Despite having its government records encrypted on X-Road’s decentralised network, the data integrity of Estonia’s digital blockchain republic still faces several cyber security threats. As Estonia’s policy to increase its digital immigration through the introduction of its ‘e-residency’ program flourishes, so will the threats to the privacy and digital identity records of its 1.3 million citizens (E-estonia, 2018). Nearly every Estonian citizen has an ID card that operates under a 2048-bit public key encryption that enables them to access state services. Despite having such digital information protected on a theoretically hack and fraudulent proof blockchain network, such data can still be infiltrated if nefarious actors successfully conduct a 51% or ‘double spend’ attack. When an Estonian citizen conducts a transaction, it must achieve consensus by other participants in the system through solving mathematical algorithms before the transaction is added permanently onto X-road’s blockchain, ensuring that the data cannot be manipulated (Shin, Lee et Kim, 2018). A 51% attack occurs when actors concentrate and pool their computing power to verify more than 51% of all transactions conducted on the blockchain, temporarily allowing them to control the network or at a bare minimum, reverse previous transaction recorded on the blockchain (Manski et Manski, 2018). A blockchain is deemed immune to both hacking and forgery due to the unsustainable amount of energy it would cost to implement and maintain a 51% attack. However, Moore’s law suggests that future quantum computers have sufficient processing power to solve cryptographic algorithms exponentially faster than today’s computers. This potentially renders Estonia’s cryptographic digital infrastructure technically obsolete and susceptible to a 51% attack by cyber criminals (Khan, 2018).

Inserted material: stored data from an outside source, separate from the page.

impl BlockEngine {
    fn new(
        cipher_kind: BlockCipherKind,
        mode: BlockMode,
        padding: PaddingKind,
        encrypt: bool,
        key: &[u8],
        iv: &[u8],
    ) -> Result<Self> {
        if mode.is_aead() {
            return Err(Error::ConfigInvalid(
                "AEAD block modes are not permitted inside a CipherStream",
            ));
        }
        if mode.requires_padding() && matches!(padding, PaddingKind::None) {
            return Err(Error::ConfigInvalid(
                "mode requires a padding scheme but padding is None",
            ));
        }
        if !mode.requires_padding() && matches!(padding, PaddingKind::Pkcs7) {
            return Err(Error::ConfigInvalid(
                "padding configured for a mode that streams its own trailing block",
            ));
        }
        let iv: [u8; 16] = iv
            .try_into()
            .map_err(|_| Error::ConfigInvalid("block cipher IV must be exactly 16 bytes"))?;
        let cipher = KeyedBlockCipher::new(cipher_kind, key)?;
        let state = match mode {
            BlockMode::Ctr => ModeState::Ctr { counter: iv },
            BlockMode::Cfb => ModeState::Cfb { register: iv },
            BlockMode::Ofb => ModeState::Ofb { register: iv },
            BlockMode::Cbc => ModeState::Cbc { chain: iv, held: None },
            BlockMode::CtsCbc => ModeState::CtsCbc { chain: iv, held: None },
            BlockMode::Gcm | BlockMode::Eax => unreachable!("rejected above"),
        };
        Ok(Self {
            cipher,
            mode,
            padding,
            encrypt,
            state,
            finished: false,
        })
    }

    pub const OPERATION_SIZE: usize = 16;

    /// Processes exactly one full 16-byte block, writing 16 bytes to `output`.
    pub fn process(&mut self, input: &[u8; 16], output: &mut [u8]) -> Result<usize> {
        if self.finished {
            return Err(Error::ConfigInvalid("cipher engine already finished"));
        }
        match &mut self.state {
            ModeState::Ctr { counter } => {
                let mut keystream = *counter;
                self.cipher.encrypt_block(&mut keystream);
                increment_counter(counter);
                let mut block = *input;
                xor_in_place(&mut block, &keystream);
                output[..16].copy_from_slice(&block);
            }
            ModeState::Cfb { register } => {
                let mut keystream = *register;
                self.cipher.encrypt_block(&mut keystream);
                let mut block = *input;
                xor_in_place(&mut block, &keystream);
                *register = if self.encrypt { block } else { *input };
                output[..16].copy_from_slice(&block);
            }
            ModeState::Ofb { register } => {
                self.cipher.encrypt_block(register);
                let mut block = *input;
                xor_in_place(&mut block, register);
                output[..16].copy_from_slice(&block);
            }
            ModeState::Cbc { chain, held } => {
                if self.encrypt {
                    let mut block = *input;
                    xor_in_place(&mut block, chain);
                    self.cipher.encrypt_block(&mut block);
                    *chain = block;
                    output[..16].copy_from_slice(&block);
                } else {
                    // The last ciphertext block cannot be unpadded until we
                    // know it is last, so decryption always holds the most
                    // recently decrypted block back by one step.
                    let mut block = *input;
                    self.cipher.decrypt_block(&mut block);
                    xor_in_place(&mut block, chain);
                    *chain = *input;
                    if let Some(prev) = held.take() {
                        output[..16].copy_from_slice(&prev);
                        *held = Some(block);
                        return Ok(16);
                    }
                    *held = Some(block);
                    return Ok(0);
                }
            }
            ModeState::CtsCbc { chain, held } => {
                if self.encrypt {
                    let mut block = *input;
                    xor_in_place(&mut block, chain);
                    self.cipher.encrypt_block(&mut block);
                    *chain = block;
                    if let Some(CtsHeld::Encrypt(prev)) = held.take() {
                        output[..16].copy_from_slice(&prev);
                        *held = Some(CtsHeld::Encrypt(block));
                        return Ok(16);
                    }
                    *held = Some(CtsHeld::Encrypt(block));
                    return Ok(0);
                } else {
                    let prev_chain = *chain;
                    *chain = *input;
                    if let Some(CtsHeld::Decrypt { block: prev, chain: prev_chain2 }) = held.take() {
                        let mut out_block = prev;
                        self.cipher.decrypt_block(&mut out_block);
                        xor_in_place(&mut out_block, &prev_chain2);
                        output[..16].copy_from_slice(&out_block);
                        *held = Some(CtsHeld::Decrypt {
                            block: *input,
                            chain: prev_chain,
                        });
                        return Ok(16);
                    }
                    *held = Some(CtsHeld::Decrypt {
                        block: *input,
                        chain: prev_chain,
                    });
                    return Ok(0);
                }
            }
        }
        Ok(16)
    }

    /// Processes the final, possibly partial, trailing input (`0..16`
    /// bytes) and appends whatever output this produces to `output`.
    pub fn process_final(&mut self, input: &[u8], output: &mut Vec<u8>) -> Result<()> {
        if self.finished {
            return Err(Error::ConfigInvalid("cipher engine already finished"));
        }
        self.finished = true;
        match &mut self.state {
            ModeState::Ctr { counter } => {
                if !input.is_empty() {
                    let mut keystream = *counter;
                    self.cipher.encrypt_block(&mut keystream);
                    let mut tail = input.to_vec();
                    xor_in_place(&mut tail, &keystream[..input.len()]);
                    output.extend_from_slice(&tail);
                }
                Ok(())
            }
            ModeState::Cfb { register } => {
                if !input.is_empty() {
                    let mut keystream = *register;
                    self.cipher.encrypt_block(&mut keystream);
                    let mut tail = input.to_vec();
                    xor_in_place(&mut tail, &keystream[..input.len()]);
                    output.extend_from_slice(&tail);
                }
                Ok(())
            }
            ModeState::Ofb { register } => {
                if !input.is_empty() {
                    self.cipher.encrypt_block(register);
                    let mut tail = input.to_vec();
                    xor_in_place(&mut tail, &register[..input.len()]);
                    output.extend_from_slice(&tail);
                }
                Ok(())
            }
            ModeState::Cbc { chain, held } => {
                if self.encrypt {
                    let padded = pad_pkcs7(input, self.padding)?;
                    let mut block = [0u8; 16];
                    block.copy_from_slice(&padded);
                    xor_in_place(&mut block, chain);
                    self.cipher.encrypt_block(&mut block);
                    output.extend_from_slice(&block);
                } else {
                    if !input.is_empty() {
                        return Err(Error::IncompleteBlock);
                    }
                    let last = held.take().ok_or(Error::IncompleteBlock)?;
                    output.extend_from_slice(&unpad_pkcs7(&last)?);
                }
                Ok(())
            }
            ModeState::CtsCbc { chain, held } => match held.take() {
                None => {
                    if !input.is_empty() {
                        return Err(Error::IncompleteBlock);
                    }
                    Ok(())
                }
                Some(CtsHeld::Encrypt(c_prev)) => {
                    if input.is_empty() {
                        output.extend_from_slice(&c_prev);
                        return Ok(());
                    }
                    let r = input.len();
                    let mut padded = [0u8; 16];
                    padded[..r].copy_from_slice(input);
                    xor_in_place(&mut padded, &c_prev);
                    self.cipher.encrypt_block(&mut padded);
                    output.extend_from_slice(&padded);
                    output.extend_from_slice(&c_prev[..r]);
                    Ok(())
                }
                Some(CtsHeld::Decrypt { block: c_prev, chain: prev_chain }) => {
                    if input.is_empty() {
                        let mut p = c_prev;
                        self.cipher.decrypt_block(&mut p);
                        xor_in_place(&mut p, &prev_chain);
                        output.extend_from_slice(&p);
                        return Ok(());
                    }
                    let r = input.len();
                    let mut d_prev_full = c_prev;
                    self.cipher.decrypt_block(&mut d_prev_full);
                    let mut c_star = [0u8; 16];
                    c_star[..r].copy_from_slice(input);
                    c_star[r..].copy_from_slice(&d_prev_full[r..]);
                    let mut p_n_padded = d_prev_full;
                    xor_in_place(&mut p_n_padded, &c_star);
                    let mut d_cstar = c_star;
                    self.cipher.decrypt_block(&mut d_cstar);
                    xor_in_place(&mut d_cstar, &prev_chain);
                    *chain = c_star; // unused further, kept for symmetry
                    output.extend_from_slice(&d_cstar);
                    output.extend_from_slice(&p_n_padded[..r]);
                    Ok(())
                }
            },
        }
    }
}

A 51% attack would see Estonian citizens risk identity theft and compromise their national security information. Furthermore, the ability of the Estonian government to properly collect taxes and run other governmental duties will be undermined and autonomous smart contracts that operate ‘smart’, self-operating-blockchain-run Estonian objects ranging from civilian and military vehicles can even be weaponised by the cyber criminals. Furthermore, the definition of security can also be extended to encompass ‘financial security’. A 51% attack on Estonia’s proposed cryptocurrency ‘Estcoin’ could threaten the Estonia’s economic security and potentially the EURO zone if Estcoin is widely adopted by both Estonians and European citizens. Hence, increased collaboration between Estonia and existing global governance institutions and actors to adopt mutually beneficial solutions that enhance the cyber security of states worldwide is needed.